Horror Express (Panico en el Transiberiano, 1972)

Spain was better-known in the 1950s and ‘60s as an amenable location for foreign film productions than for its native cinema. Spanish film generally stultified under the Franco regime, although it had some high-profile figures like Juan Antonio Bardem, Carlos Saura, and the returned prodigal Luis Bunuel. Things changed in the waning days of the regime as local filmmakers began to mimic the Italian industry, which had long been shooting on their turf, in making horror movies and westerns, and realised they were uniquely well-positioned to exploit a general hunger for raw thrills. Spanish directors started making movies fuelled by a mood of fetid repression and gruesome release, generated by a toxic stew of religious angst and political immobility reacting to new winds of social change blowing down over the Pyrenees. A glut of strikingly odd, gory, energetic horror flicks hit the film market in the period but, revealingly, trailed off quickly after Franco’s death. The great gonzo Jesús Franco forged a trail followed by the likes of Jorge Grau, José Larraz, Amando do Ossorio, Jacinto ‘Paul Naschy’ Molina, Javier Aguirre, Vincente Aranada, Narcisco Ibañez Serrador, and Eugenio Martín. 

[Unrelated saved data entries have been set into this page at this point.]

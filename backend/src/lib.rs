use axum::{http::Method, routing::get, Router};
use std::sync::Arc;
use tower::ServiceBuilder;
use tower_http::cors::{Any, CorsLayer};
use tower_http::trace::TraceLayer;

pub mod config;
pub mod error;
pub mod handlers;
pub mod triggers;

pub use error::{ApiResult, AppError};

use triggers::TriggerSystem;

pub struct AppState {
    pub triggers: TriggerSystem,
}

/// The HTTP application: health check plus the trigger admin surface
pub fn app(state: Arc<AppState>) -> Router {
    let cors = CorsLayer::new()
        .allow_origin(Any)
        .allow_methods([Method::GET, Method::POST])
        .allow_headers(Any);

    Router::new()
        .route("/", get(|| async { "SSM Trigger Service API v0.1.0" }))
        .route("/health", get(handlers::health_check))
        .nest("/api/v1/triggers", handlers::trigger_routes())
        .layer(ServiceBuilder::new().layer(TraceLayer::new_for_http()).layer(cors))
        .with_state(state)
}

Martín had worked with visiting productions, including serving as assistant director on The 7th Voyage of Sinbad (1958), experience that equipped him to negotiate the complex thickets of co-productions and international casting so common and necessary in that era. Martín soon graduated to directing and proved himself initially on westerns like The Bounty Killer (1967) and Bad Man’s River (1971). Horror Express, Martín’s best-known film, was concocted by entrepreneurial American Bernard Gordon, who worked with Martín on Pancho Villa (1972), and set up as a Spanish-British coproduction. Gordon and Martín took advantage of a train set built for the previous movie and carried over star Telly Savalas, who was joined by British horror stars Christopher Lee and Peter Cushing. The plot can be readily described as a mash-up of The Thing From Another World (1951) and Agatha Christie’s Murder on the Orient Express, unfolding on a Trans-Siberian express train in 1905. A prologue sees Lee’s stern and coldly logical Professor Saxton leading an expedition into the mountains of Szechuan, where he discovers the frozen carcass of an early hominid he takes to be a vital missing link in the story of human evolution. 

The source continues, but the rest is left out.